No you missed my point.....

If you know coffee/your machine etc you can probably get really good coffee with very cheap/simple equipment....

If you know what you are doing you might even enjoy the challenge of making really good coffee with very cheap/simple equipment...

I wasn't commenting on wether a Sage (or another machine) is a "good" machine....

I was commenting on the "Heston" bit.. and the reasoning/rationale for it....

Sage aren't paying for Heston's name in order to convince people with an interest or understanding of coffee and its intricacies to buy the machine...

Those people will research the various machines and buy one that they think will do the job they require (and that might be the Sage)...

Sage pay Heston for his name in an attempt to "convince" people that DON'T have a deep interest or understanding of coffee that they will/can/may get really good coffee by buying it.... ie It is a magic bullet!

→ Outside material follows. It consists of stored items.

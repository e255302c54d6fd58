//! Integration test: hatch a framed region, run it through the full
//! geometry pipeline and export the result as a plotter SVG.

#![allow(clippy::unwrap_used, clippy::expect_used)]

use penline_export::{SvgOptions, Units, polylines_to_svg};
use penline_geometry::{BoundingBox, HatchConfig, PlotConfig, Point, Polyline, SplineConfig};

fn poly(coords: &[(f64, f64)]) -> Polyline {
    coords.iter().map(|&(x, y)| Point::new(x, y)).collect()
}

#[test]
fn hatched_frame_pipeline_to_svg() {
    // An A4 page in centimetres with a 2 cm margin.
    let (width, height) = (21.0, 29.7);
    let margin = BoundingBox::new(2.0, 2.0, width - 2.0, height - 2.0);

    let frame = poly(&[
        (margin.min_x, margin.min_y),
        (margin.max_x, margin.min_y),
        (margin.max_x, margin.max_y),
        (margin.min_x, margin.max_y),
        (margin.min_x, margin.min_y),
    ]);
    // A wave that runs off both sides of the page.
    let wave: Polyline = (0..=40)
        .map(|i| {
            let x = f64::from(i) * 0.75 - 4.0;
            Point::new(x, 0.5f64.mul_add(x.sin(), 15.0))
        })
        .collect();

    let config = PlotConfig {
        spline: Some(SplineConfig {
            tension: 0.5,
            segments: 6,
        }),
        clip_box: Some(margin),
        hatch: Some(HatchConfig {
            angle: -std::f64::consts::FRAC_PI_4,
            spacing: 1.0,
        }),
        ..PlotConfig::default()
    };
    let paths =
        penline_geometry::process(&[frame, wave], &config).expect("pipeline should succeed");
    assert!(paths.len() > 2, "expected frame, wave and hatch lines");
    for p in paths.iter().flat_map(Polyline::points) {
        assert!(margin.contains(*p), "{p:?} lies outside the margin");
    }

    let svg = polylines_to_svg(&paths, &SvgOptions::new(width, height, Units::Cm)).unwrap();
    assert!(svg.contains(r#"width="21cm""#));
    assert!(svg.contains(r#"height="29.7cm""#));
    assert!(svg.contains(r#"stroke-width="0.03cm""#));
    assert_eq!(
        svg.matches("<path").count(),
        paths.iter().filter(|p| p.len() >= 2).count()
    );
    assert!(svg.trim_end().ends_with("</svg>"));
}

#[test]
fn config_round_trips_through_json() {
    let config = PlotConfig {
        clip_box: Some(BoundingBox::new(0.0, 0.0, 10.0, 10.0)),
        border: true,
        ..PlotConfig::default()
    };
    let options = SvgOptions::new(10.0, 10.0, Units::Mm);

    let config_json = serde_json::to_string(&config).unwrap();
    let options_json = serde_json::to_string(&options).unwrap();
    assert_eq!(serde_json::from_str::<PlotConfig>(&config_json).unwrap(), config);
    assert_eq!(serde_json::from_str::<SvgOptions>(&options_json).unwrap(), options);
}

James Martin (who is a decent cook) has his name all over many many different types of knife.... he can't possibly either use them all or think each one of them is the "dogs danglies" but makers of those knives think his name will convince enough people (that don't really know or want to know that much about knives) to buy them - to justify paying for his name...

He also sticks his name on a "Burr Grinder"..... that is actually a blade "grinder"...... and cost about 15 quid......

If anyone buys something *because* it has a celebrity endorsement they are either gullible or just a fashion victim.....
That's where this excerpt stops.